Assert.IsTrue(clientMethodInvoked, "No client methods invoked."); Assert.AreEqual(expectedMessage, messageSent);

}

Note how, little by little, we are creating the scaffolding needed to execute the method to be tested, to ensure that it can retrieve the information from its environment, and to capture the calls to the client side:

1.We first create the instance of the hub on which we will perform our tests. If its constructor received dependencies as parameters, we supply them to it at this point too. Next, we create variables to store environment values that we will use later, and we already define the message that we hope will be sent to all connected clients.

a.We prepare the request headers to be read from the hub. A mock object is created that implements the IRequest interface, and we configure its Headers property so that a query for the "host" key returns the value that we want.

b.Because the method to be checked needs to obtain the connection identifier, we create a

HubCallerContext object to which we supply the aforementioned IRequest interface, as well as a connection identifier representing the client whose call we will simulate. This object is entered into the Context property of the hub, from which it will be possible to access the ConnectionId.

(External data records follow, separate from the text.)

use crate::lang::Signal;
use crate::object::DType;

use core::fmt;

#[macro_export]
macro_rules! internal_err {
    () => {
        $crate::error::Error::Internal(None, std::file!(), std::line!()).into()
    };
    ( $x:expr ) => {
        $crate::error::Error::Internal(Some($x.to_string()), std::file!(), std::line!()).into()
    };
}

#[macro_export]
macro_rules! err {
    ( $x:expr ) => {
        $crate::error::Error::Other($x.to_string()).into()
    };
}

#[derive(Debug, Clone, PartialEq)]
pub enum Error {
    // range errors
    IndexOutOfRange { index: usize, len: usize },
    RangeOutOfBounds { start: usize, end: usize, len: usize },
    ShapeMismatch { expected: usize, found: usize },
    ShapeOverflow { n_rows: usize, n_cols: usize },
    StaleView,

    // ownership
    OwnershipViolation(&'static str),

    // sparse structure
    InvalidSparse(String),

    // serialization
    Decode(DecodeError),
    Io(String),

    // parallel execution
    WorkerPanicked(String),

    Other(String),
    Internal(Option<String>, &'static str, u32),
}

impl Error {
    fn as_str(&self) -> String {
        match self {
            Error::IndexOutOfRange { index, len } => {
                format!("index {index} is out of range for an array of size {len}")
            }
            Error::RangeOutOfBounds { start, end, len } => {
                format!("range [{start}, {end}) is invalid for an array of size {len}")
            }
            Error::ShapeMismatch { expected, found } => {
                format!("size mismatch, expected {expected} elements but found {found}")
            }
            Error::ShapeOverflow { n_rows, n_cols } => {
                format!("shape {n_rows} x {n_cols} has more elements than fit in memory")
            }
            Error::StaleView => {
                "view refers to storage that has since been freed or reallocated".to_string()
            }
            Error::OwnershipViolation(msg) => format!("ownership violation: {msg}"),
            Error::InvalidSparse(msg) => format!("invalid sparse structure: {msg}"),
            Error::Decode(e) => format!("decode failed: {e}"),
            Error::Io(msg) => format!("i/o failure: {msg}"),
            Error::WorkerPanicked(msg) => format!("worker thread panicked: {msg}"),
            Error::Other(s) => s.to_string(),
            Error::Internal(None, file, line) => format!("Internal Error ({file}:{line})"),
            Error::Internal(Some(msg), file, line) => {
                format!("Internal Error ({file}:{line})\n{msg}")
            }
        }
    }
}

impl fmt::Display for Error {
    fn fmt(&self, f: &mut fmt::Formatter) -> fmt::Result {
        write!(f, "Error: {}", self.as_str())
    }
}

impl std::error::Error for Error {}

impl From<Error> for Signal {
    fn from(val: Error) -> Self {
        Signal::Error(val)
    }
}

impl<T> From<Error> for Result<T, Signal> {
    fn from(val: Error) -> Self {
        Err(Signal::Error(val))
    }
}

impl From<&str> for Signal {
    fn from(msg: &str) -> Self {
        Signal::Error(Error::Other(msg.to_string()))
    }
}

impl From<std::io::Error> for Signal {
    fn from(e: std::io::Error) -> Self {
        Signal::Error(Error::Io(e.to_string()))
    }
}

/// Failures while reading a serialized record
///
/// Always recoverable: malformed input is expected and must be handled by
/// the caller.
#[derive(Debug, Clone, PartialEq)]
pub enum DecodeError {
    InvalidMagic,
    UnsupportedVersion(u32),
    InvalidKind(u8),
    InvalidDType(u8),
    KindMismatch { expected: &'static str, found: &'static str },
    DTypeMismatch { expected: DType, found: DType },
    Truncated { needed: usize, remaining: usize },
    SizeOverflow,
    DataSizeMismatch { expected: u64, actual: u64 },
    TrailingBytes(usize),
    Structure(String),
}

impl fmt::Display for DecodeError {
    fn fmt(&self, f: &mut fmt::Formatter<'_>) -> fmt::Result {
        match self {
            DecodeError::InvalidMagic => write!(f, "invalid magic bytes, not an array record"),
            DecodeError::UnsupportedVersion(v) => write!(f, "unsupported format version: {v}"),
            DecodeError::InvalidKind(tag) => write!(f, "invalid record kind tag: 0x{tag:02X}"),
            DecodeError::InvalidDType(tag) => write!(f, "invalid dtype tag: 0x{tag:02X}"),
            DecodeError::KindMismatch { expected, found } => {
                write!(f, "expected a {expected} record, found {found}")
            }
            DecodeError::DTypeMismatch { expected, found } => {
                write!(f, "expected elements of type {expected}, found {found}")
            }
            DecodeError::Truncated { needed, remaining } => write!(
                f,
                "unexpected end of input, needed {needed} bytes but only {remaining} remain"
            ),
            DecodeError::SizeOverflow => write!(f, "declared dimensions overflow"),
            DecodeError::DataSizeMismatch { expected, actual } => write!(
                f,
                "data size mismatch: expected {expected} bytes, got {actual}"
            ),
            DecodeError::TrailingBytes(n) => write!(f, "{n} unexpected trailing bytes"),
            DecodeError::Structure(msg) => write!(f, "{msg}"),
        }
    }
}

impl From<DecodeError> for Signal {
    fn from(e: DecodeError) -> Self {
        Signal::Error(Error::Decode(e))
    }
}

impl<T> From<DecodeError> for Result<T, Signal> {
    fn from(e: DecodeError) -> Self {
        Err(Signal::Error(Error::Decode(e)))
    }
}

#[cfg(test)]
mod tests {
    use super::*;

    #[test]
    fn error_messages() {
        let e = Error::RangeOutOfBounds { start: 3, end: 1, len: 5 };
        assert_eq!(
            e.to_string(),
            "Error: range [3, 1) is invalid for an array of size 5"
        );

        let e = Error::Decode(DecodeError::InvalidKind(0xff));
        assert_eq!(e.to_string(), "Error: decode failed: invalid record kind tag: 0xFF");
    }

    #[test]
    fn macros_produce_signals() {
        let r: Result<(), Signal> = err!("boom");
        assert_eq!(r, Err(Signal::Error(Error::Other("boom".to_string()))));

        let r: Result<(), Signal> = internal_err!();
        assert!(matches!(r, Err(Signal::Error(Error::Internal(None, _, _)))));
    }
}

c.We create a dynamic object called all, in which we implement the Message() method to simulate the invocation to the client side. Inside it, we simply set values in local variables indicating that this method was invoked from the hub. Next, we replace the Clients object of the hub with a new mock object whose All property is set with

the all object that we created earlier. Thus, when Clients.All.Message() is called from the hub, the method that will really be invoked will be the one implemented in the lambda.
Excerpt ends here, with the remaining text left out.